> _Exercise requirements_: In the entries below, count every line containing "struct". Return the number and nothing else.

(Saved data entries)
● ● ● ● ●
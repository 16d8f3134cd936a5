#![warn(rustdoc::missing_crate_level_docs)]
#![warn(rustdoc::invalid_rust_codeblocks)]

//! # Voxel Terrain
//!
//! Procedural, streamed voxel terrain: packed blocks, noise heightmap
//! generation, face-culled chunk meshing, a background worker pool ordered by
//! distance to the viewer, a free-list allocator over one shared vertex buffer,
//! and a frustum-culled draw.
//!
//! ## Key Modules
//!
//! * `config` - Serde-backed terrain configuration
//! * `core` - Shared-resource wrappers used across threads
//! * `engine_state` - Voxels, meshing, the job queue, buffers and the `Terrain` itself
//!
//! ## Usage
//!
//! ```rust,no_run
//! use cgmath::{Matrix4, Point3, SquareMatrix};
//! use voxel_terrain::{MirroredVertexBuffer, RecordingDrawSink, Terrain, TerrainConfig};
//!
//! # fn main() -> anyhow::Result<()> {
//! let config = TerrainConfig::default();
//! let buffer = MirroredVertexBuffer::with_vertex_capacity(config.vertex_capacity);
//! let mut terrain = Terrain::new(config, buffer)?;
//!
//! let mut sink = RecordingDrawSink::new();
//! terrain.stream_around(Point3::new(0.0, 80.0, 0.0));
//! terrain.draw(Matrix4::identity(), Matrix4::identity(), &mut sink);
//! # Ok(())
//! # }
//! ```

use cgmath::{Deg, Point3, Rad};
use log::info;
use web_time::{Duration, Instant};

pub mod config;
pub mod core;
pub mod engine_state;

pub use config::{AtlasConfig, TerrainConfig};
pub use engine_state::buffer_state::{MirroredVertexBuffer, VertexBuffer, WgpuVertexBuffer};
pub use engine_state::camera_state::{Camera, Projection};
pub use engine_state::rendering::meshing::{
    ChunkDrawSink, ChunkMesh, RecordingDrawSink, RenderPassDrawSink,
};
pub use engine_state::terrain::{StatsSnapshot, Terrain};
pub use engine_state::voxels::block::{block_side::BlockSide, block_type::BlockType, Block};
pub use engine_state::voxels::chunk::ChunkKey;

pub const DEMO_FRAMES: u32 = 240;
const DEMO_STEP: f32 = 4.0;
const DEMO_FRAME_BUDGET: Duration = Duration::from_millis(16);

/// Headless fly-through: streams and draws the terrain along a jittered path,
/// logging throughput and streaming statistics.
///
/// # Errors
/// An unreadable config file or a worker pool that cannot start.
pub fn run() -> anyhow::Result<()> {
    let mut log_builder = env_logger::Builder::new();
    log_builder
        .target(env_logger::Target::Stdout)
        .parse_env("RUST_LOG")
        .init();
    info!("Logger initialized");

    let config = TerrainConfig::from_env()?;
    info!("Config loaded: {:?}", config);

    let buffer = MirroredVertexBuffer::with_vertex_capacity(config.vertex_capacity);
    let mut terrain = Terrain::new(config, buffer)?;

    let projection = Projection::new(1280, 720, Deg(70.0), 0.1, 1000.0);
    let mut camera = Camera::new(Point3::new(0.0, 100.0, 0.0), Deg(0.0), Deg(-20.0));

    let started = Instant::now();
    let mut uploaded = 0;
    let mut drawn = 0;
    let mut sink = RecordingDrawSink::new();

    for frame in 0..DEMO_FRAMES {
        let frame_start = Instant::now();

        camera.rotate(Rad((fastrand::f32() - 0.5) * 0.05), Rad(0.0));
        camera.advance(DEMO_STEP);
        camera.position.y = 100.0 + (fastrand::f32() - 0.5) * 2.0;

        uploaded += terrain.stream_around(camera.position);

        sink.clear();
        drawn += terrain.draw(projection.calc_matrix(), camera.calc_matrix(), &mut sink);

        if frame % 60 == 0 {
            info!(
                "Frame {}: {} resident, {} pending, {} vertices drawn",
                frame,
                terrain.loaded_len(),
                terrain.pending_len(),
                sink.vertex_total()
            );
        }

        let elapsed = frame_start.elapsed();
        if elapsed < DEMO_FRAME_BUDGET {
            std::thread::sleep(DEMO_FRAME_BUDGET - elapsed);
        }
    }

    let seconds = started.elapsed().as_secs_f32();
    info!(
        "{} frames in {:.2}s: {} chunks uploaded, {} chunk draws",
        DEMO_FRAMES, seconds, uploaded, drawn
    );
    info!("Streaming stats: {:?}", terrain.stats());
    info!("Vertex buffer: {:?}", terrain.buffer().analytics());
    Ok(())
}
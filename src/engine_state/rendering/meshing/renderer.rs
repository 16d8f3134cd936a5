//! Draw-call seam between the terrain and the GPU.
//!
//! The terrain decides *what* to draw (frustum-visible, non-empty resident
//! chunks) and hands each chunk's vertex range to a `ChunkDrawSink`. All ranges
//! index the same shared vertex buffer, so binding happens once per frame and
//! every chunk is a single non-indexed draw.

use wgpu::{Buffer, RenderPass};

use super::ChunkMesh;

/// Receives the draw calls of one frame.
pub trait ChunkDrawSink {
    /// Binds the shared vertex buffer. Called once before any `draw_arrays`.
    fn bind(&mut self);

    /// Draws `count` vertices starting at vertex `first`.
    fn draw_arrays(&mut self, first: u32, count: u32, mesh: &ChunkMesh);
}

/// Issues draws into a wgpu render pass whose pipeline is already set.
pub struct RenderPassDrawSink<'p, 'e> {
    render_pass: &'p mut RenderPass<'e>,
    vertex_buffer: &'p Buffer,
}

impl<'p, 'e> RenderPassDrawSink<'p, 'e> {
    pub fn new(render_pass: &'p mut RenderPass<'e>, vertex_buffer: &'p Buffer) -> Self {
        Self {
            render_pass,
            vertex_buffer,
        }
    }
}

impl ChunkDrawSink for RenderPassDrawSink<'_, '_> {
    fn bind(&mut self) {
        self.render_pass
            .set_vertex_buffer(0, self.vertex_buffer.slice(..));
    }

    fn draw_arrays(&mut self, first: u32, count: u32, _mesh: &ChunkMesh) {
        self.render_pass.draw(first..first + count, 0..1);
    }
}

/// One recorded draw.
#[derive(Copy, Clone, Debug, PartialEq, Eq)]
pub struct DrawCall {
    pub first: u32,
    pub count: u32,
    pub mesh: ChunkMesh,
}

/// Records draws instead of issuing them; used headless and in tests.
#[derive(Debug, Default)]
pub struct RecordingDrawSink {
    pub binds: usize,
    pub calls: Vec<DrawCall>,
}

impl RecordingDrawSink {
    pub fn new() -> Self {
        Self::default()
    }

    /// Total vertices drawn since the last `clear`.
    pub fn vertex_total(&self) -> u64 {
        self.calls.iter().map(|c| c.count as u64).sum()
    }

    pub fn clear(&mut self) {
        self.binds = 0;
        self.calls.clear();
    }
}

impl ChunkDrawSink for RecordingDrawSink {
    fn bind(&mut self) {
        self.binds += 1;
    }

    fn draw_arrays(&mut self, first: u32, count: u32, mesh: &ChunkMesh) {
        self.calls.push(DrawCall {
            first,
            count,
            mesh: *mesh,
        });
    }
}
● ● ● ● ●
> _Response to the exercise_: 3